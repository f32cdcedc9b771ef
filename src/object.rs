//! Objects and the dataset arena that owns them

use std::collections::HashSet;
use std::ops::Index as IndexOp;

use crate::error::{Result, SearchError};

/// Identifier of an object, assigned by the caller or the dataset loader.
pub type ObjectId = usize;

/// An immutable data item: an identifier plus a fixed-length number buffer.
#[derive(Debug, Clone, PartialEq)]
pub struct Object {
    id: ObjectId,
    data: Box<[f32]>,
}

impl Object {
    /// Create a new object from its id and payload.
    pub fn new(id: ObjectId, data: Vec<f32>) -> Self {
        Self {
            id,
            data: data.into_boxed_slice(),
        }
    }

    pub fn id(&self) -> ObjectId {
        self.id
    }

    /// The payload as a slice.
    pub fn as_slice(&self) -> &[f32] {
        &self.data
    }

    /// Number of elements in the payload.
    pub fn dimension(&self) -> usize {
        self.data.len()
    }

    /// Payload length in bytes.
    pub fn data_length(&self) -> usize {
        self.data.len() * std::mem::size_of::<f32>()
    }
}

/// An arena holding every object of a dataset.
///
/// Indexes refer to objects by their position in the arena. A dataset is
/// shared with indexes through an `Arc`, so it cannot be dropped or mutated
/// while an index built from it is alive.
#[derive(Debug, Clone, Default)]
pub struct Dataset {
    objects: Vec<Object>,
}

impl Dataset {
    /// Build a dataset, rejecting duplicate object ids.
    pub fn new(objects: Vec<Object>) -> Result<Self> {
        let mut seen = HashSet::with_capacity(objects.len());
        for obj in &objects {
            if !seen.insert(obj.id()) {
                return Err(SearchError::InvalidDataset {
                    reason: format!("duplicate object id {}", obj.id()),
                });
            }
        }
        Ok(Self { objects })
    }

    pub fn len(&self) -> usize {
        self.objects.len()
    }

    pub fn is_empty(&self) -> bool {
        self.objects.is_empty()
    }

    /// Get the object stored at `pos`.
    pub fn get(&self, pos: usize) -> Option<&Object> {
        self.objects.get(pos)
    }

    pub fn iter(&self) -> std::slice::Iter<'_, Object> {
        self.objects.iter()
    }

    pub fn as_slice(&self) -> &[Object] {
        &self.objects
    }

    /// Give the objects back to the caller.
    pub fn into_objects(self) -> Vec<Object> {
        self.objects
    }
}

impl IndexOp<usize> for Dataset {
    type Output = Object;

    fn index(&self, pos: usize) -> &Object {
        &self.objects[pos]
    }
}

impl<'a> IntoIterator for &'a Dataset {
    type Item = &'a Object;
    type IntoIter = std::slice::Iter<'a, Object>;

    fn into_iter(self) -> Self::IntoIter {
        self.objects.iter()
    }
}

#[cfg(test)]
mod tests {
    use super::*;

    #[test]
    fn test_object_creation() {
        let obj = Object::new(7, vec![1.0, 2.0, 3.0]);
        assert_eq!(obj.id(), 7);
        assert_eq!(obj.dimension(), 3);
        assert_eq!(obj.data_length(), 12);
        assert_eq!(obj.as_slice(), &[1.0, 2.0, 3.0]);
    }

    #[test]
    fn test_dataset_rejects_duplicate_ids() {
        let objs = vec![Object::new(1, vec![0.0]), Object::new(1, vec![1.0])];
        assert!(matches!(
            Dataset::new(objs),
            Err(SearchError::InvalidDataset { .. })
        ));
    }

    #[test]
    fn test_dataset_positions() {
        let ds = Dataset::new(vec![Object::new(10, vec![0.0]), Object::new(20, vec![1.0])]).unwrap();
        assert_eq!(ds.len(), 2);
        assert_eq!(ds[1].id(), 20);
        assert!(ds.get(2).is_none());
        let ids: Vec<_> = ds.iter().map(Object::id).collect();
        assert_eq!(ids, vec![10, 20]);
    }
}
//! Pruning decisions for VP-tree search in metric and non-metric spaces.

use tracing::warn;

use crate::error::{Result, SearchError};
use crate::params::ParamManager;

/// Relative tolerance on the pruning bound, in units of the operands.
pub const PRUNE_SLACK: f32 = 32.0 * f32::EPSILON;

/// Which children of a VP-tree node a search has to visit.
#[derive(Debug, Clone, Copy, PartialEq, Eq)]
pub enum Visit {
    /// Only the near child (distance to pivot <= median).
    Left,
    /// Only the far child (distance to pivot >= median).
    Right,
    Both,
}

/// Polynomial pruner.
///
/// With `diff = |d(pivot, q) - median|`, the child on the other side of the
/// median is skipped when `alpha * diff^exp` exceeds the search radius. For
/// a metric distance, `alpha = 1` and `exp = 1` give the triangle-inequality
/// bound and an exact search; other values trade recall for speed and make
/// the tree usable with non-metric distances.
///
/// Distances are rounded, so the computed `diff` can overshoot the true
/// bound by a few ulps. A child is pruned only when the bound clears the
/// radius by more than [`PRUNE_SLACK`] relative to the magnitudes involved.
#[derive(Debug, Clone, Copy, PartialEq)]
pub struct PolynomialPruner {
    pub alpha_left: f32,
    pub exp_left: u32,
    pub alpha_right: f32,
    pub exp_right: u32,
}

impl Default for PolynomialPruner {
    fn default() -> Self {
        Self {
            alpha_left: 1.0,
            exp_left: 1,
            alpha_right: 1.0,
            exp_right: 1,
        }
    }
}

impl PolynomialPruner {
    /// Read `alphaLeft`, `expLeft`, `alphaRight`, `expRight`, falling back to `base`.
    pub fn from_params(pm: &mut ParamManager<'_>, base: &PolynomialPruner) -> Result<Self> {
        let pruner = Self {
            alpha_left: pm.get_or("alphaLeft", base.alpha_left)?,
            exp_left: pm.get_or("expLeft", base.exp_left)?,
            alpha_right: pm.get_or("alphaRight", base.alpha_right)?,
            exp_right: pm.get_or("expRight", base.exp_right)?,
        };

        for (key, alpha) in [("alphaLeft", pruner.alpha_left), ("alphaRight", pruner.alpha_right)] {
            if alpha <= 0.0 {
                return Err(SearchError::invalid_param(key, alpha.to_string(), "a positive number"));
            }
        }
        for (key, exp) in [("expLeft", pruner.exp_left), ("expRight", pruner.exp_right)] {
            if exp == 0 {
                return Err(SearchError::invalid_param(key, "0", "an integer >= 1"));
            }
        }
        if !pruner.is_exact() {
            warn!(?pruner, "non-default pruning factors: search results may be approximate");
        }
        Ok(pruner)
    }

    /// Whether the bounds reduce to the plain triangle inequality.
    pub fn is_exact(&self) -> bool {
        *self == Self::default()
    }

    /// Decide which children to visit given the query's distance to the
    /// pivot, the current search radius and the node's median distance.
    pub fn classify(&self, dist: f32, radius: f32, median: f32) -> Visit {
        let limit = radius + PRUNE_SLACK * (dist.abs() + median.abs() + radius.abs());
        if dist < median {
            let diff = median - dist;
            if self.alpha_left * diff.powi(self.exp_left as i32) > limit {
                return Visit::Left;
            }
        } else if dist > median {
            let diff = dist - median;
            if self.alpha_right * diff.powi(self.exp_right as i32) > limit {
                return Visit::Right;
            }
        }
        Visit::Both
    }
}
//! Sequential (brute-force) search: O(n) per query, exact for every space

use std::sync::Arc;

use tracing::info;

use crate::error::Result;
use crate::index::Index;
use crate::object::Dataset;
use crate::params::{ParamManager, Params};
use crate::query::{KnnQuery, RangeQuery, ResultCollector};
use crate::space::Space;

pub const METHOD_NAME: &str = "seq_search";

/// Computes the distance to every object of the dataset.
#[derive(Debug)]
pub struct SeqSearch {
    space: Arc<dyn Space>,
    dataset: Arc<Dataset>,
}

impl SeqSearch {
    pub fn new(space: Arc<dyn Space>, dataset: Arc<Dataset>) -> Self {
        Self { space, dataset }
    }

    /// Factory constructor. Takes no parameters.
    pub fn create(
        space: Arc<dyn Space>,
        dataset: Arc<Dataset>,
        _params: &mut ParamManager<'_>,
    ) -> Result<Box<dyn Index>> {
        info!(space = space.name(), objects = dataset.len(), "sequential search ready");
        Ok(Box::new(Self::new(space, dataset)))
    }
}

impl Index for SeqSearch {
    fn method_name(&self) -> &'static str {
        METHOD_NAME
    }

    fn description(&self) -> String {
        format!("{} (space: {}, objects: {})", METHOD_NAME, self.space.name(), self.dataset.len())
    }

    fn len(&self) -> usize {
        self.dataset.len()
    }

    fn search_knn(&self, query: &mut KnnQuery<'_>) -> Result<()> {
        for obj in self.dataset.iter() {
            query.add_object(obj);
        }
        Ok(())
    }

    fn search_range(&self, query: &mut RangeQuery<'_>) -> Result<()> {
        for obj in self.dataset.iter() {
            query.add_object(obj);
        }
        Ok(())
    }

    fn set_query_time_params(&mut self, params: &Params) -> Result<()> {
        ParamManager::new(params).check_unused()
    }

    fn query_time_params(&self) -> Params {
        Params::new()
    }
}
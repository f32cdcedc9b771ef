//! Demo: build every index over one dataset and time a few searches

use std::path::PathBuf;
use std::sync::Arc;
use std::time::Instant;

use anyhow::{bail, Context, Result};
use clap::Parser;
use rand::rngs::StdRng;
use rand::{Rng, SeedableRng};
use serde::Serialize;
use simspace::{
    factory, Dataset, DistanceMetric, Index, KnnQuery, Neighbor, Params, Query, RangeQuery, Space,
    VectorSpace,
};
use tracing::info;
use tracing_subscriber::EnvFilter;

#[derive(Parser)]
#[command(name = "simspace")]
#[command(about = "Build similarity search indexes and time queries against them", long_about = None)]
struct Cli {
    /// Dataset file with one vector per line. A generated dataset is used if omitted.
    file: Option<PathBuf>,

    /// Read at most this many objects from the file (0 reads all)
    #[arg(default_value_t = 100)]
    max_objects: usize,

    /// Number of neighbors for k-NN queries
    #[arg(short, long, default_value_t = 5)]
    k: usize,

    /// Radius for range queries
    #[arg(short, long, default_value_t = 0.12)]
    radius: f32,

    /// How many times each search is repeated for timing
    #[arg(long, default_value_t = 1000)]
    repetitions: usize,

    /// Print one JSON report per search instead of text
    #[arg(long)]
    json: bool,
}

#[derive(Debug, Serialize)]
struct SearchReport {
    method: &'static str,
    query: String,
    index: String,
    repetitions: usize,
    avg_time_ms: f64,
    distance_computations: u64,
    results: Vec<Neighbor>,
}

impl SearchReport {
    fn print(&self, json: bool) -> Result<()> {
        if json {
            println!("{}", serde_json::to_string(self)?);
            return Ok(());
        }
        println!(
            "Search {} using index: {} repeated: {} times",
            self.query, self.index, self.repetitions
        );
        println!("Avg time: {:.4} ms", self.avg_time_ms);
        println!("Distance computations: {}", self.distance_computations);
        println!("# of results: {}", self.results.len());
        for n in &self.results {
            println!("{} : {}", n.id, n.distance);
        }
        Ok(())
    }
}

/// Run one search `repetitions` times, resetting the query in between.
fn do_search(index: &dyn Index, query: &mut dyn Query<'_>, repetitions: usize) -> Result<SearchReport> {
    let repetitions = repetitions.max(1);
    let start = Instant::now();
    for i in 0..repetitions {
        index.search(query)?;
        if i + 1 < repetitions {
            query.reset();
        }
    }
    let elapsed = start.elapsed();

    Ok(SearchReport {
        method: index.method_name(),
        query: query.kind().to_string(),
        index: index.description(),
        repetitions,
        avg_time_ms: elapsed.as_secs_f64() * 1000.0 / repetitions as f64,
        distance_computations: query.distance_computations(),
        results: query.sorted_results(),
    })
}

/// 1000 points in the unit cube, reproducible across runs.
fn generated_dataset(space: &VectorSpace<DistanceMetric>) -> Result<Dataset> {
    let mut rng = StdRng::seed_from_u64(0);
    let rows: Vec<Vec<f32>> = (0..1000)
        .map(|_| (0..3).map(|_| rng.gen::<f32>()).collect())
        .collect();
    Ok(space.create_dataset(&rows)?)
}

fn main() -> Result<()> {
    tracing_subscriber::fmt()
        .with_env_filter(EnvFilter::from_default_env().add_directive("simspace=info".parse()?))
        .with_writer(std::io::stderr)
        .init();

    let cli = Cli::parse();
    let vector_space = VectorSpace::from_metric(DistanceMetric::L2);

    let dataset = match &cli.file {
        Some(path) => vector_space
            .read_dataset(path, cli.max_objects)
            .with_context(|| format!("failed to read {}", path.display()))?,
        None => generated_dataset(&vector_space)?,
    };
    if dataset.len() < 2 {
        bail!("Too few data elements: {}", dataset.len());
    }

    let mut objects = dataset.into_objects();
    let query_object = objects.remove(0);
    let dataset = Arc::new(Dataset::new(objects)?);
    info!(
        objects = dataset.len(),
        source = %cli.file.as_ref().map(|p| p.display().to_string()).unwrap_or_else(|| "generated".into()),
        "using the first object as the query"
    );

    let space: Arc<dyn Space> = Arc::new(vector_space);
    let small_world = factory::create_method(
        "small_world_rand",
        space.clone(),
        dataset.clone(),
        &Params::parse(["NN=11", "initIndexAttempts=3", "initSearchAttempts=3", "indexThreadQty=4"])?,
    )?;
    let vptree = factory::create_method(
        "vptree",
        space.clone(),
        dataset.clone(),
        &Params::parse(["alphaLeft=1.0", "alphaRight=1.0"])?,
    )?;
    let mut perm = factory::create_method(
        "perm_incsort",
        space.clone(),
        dataset.clone(),
        &Params::parse(["dbScanFrac=0.2", "numPivot=16"])?,
    )?;

    // The small-world graph does not answer range queries.
    let mut range_query = RangeQuery::new(space.as_ref(), &query_object, cli.radius);
    for index in [&vptree, &perm] {
        range_query.reset();
        do_search(index.as_ref(), &mut range_query, cli.repetitions)?.print(cli.json)?;
    }

    let mut knn_query = KnnQuery::new(space.as_ref(), &query_object, cli.k);
    for index in [&small_world, &vptree] {
        knn_query.reset();
        do_search(index.as_ref(), &mut knn_query, cli.repetitions)?.print(cli.json)?;
    }

    for frac in ["0.05", "0.5"] {
        info!(dbScanFrac = frac, "changing a query-time parameter");
        perm.set_query_time_params(&Params::new().with("dbScanFrac", frac))?;
        knn_query.reset();
        do_search(perm.as_ref(), &mut knn_query, cli.repetitions)?.print(cli.json)?;
    }

    Ok(())
}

● ● ● ●

- [Task requirements] Show the lines of the data that hold the word "vptree".

- [Answer]
    let vptree = factory::create_method(
        "vptree",
    for index in [&vptree, &perm] {
    for index in [&small_world, &vptree] {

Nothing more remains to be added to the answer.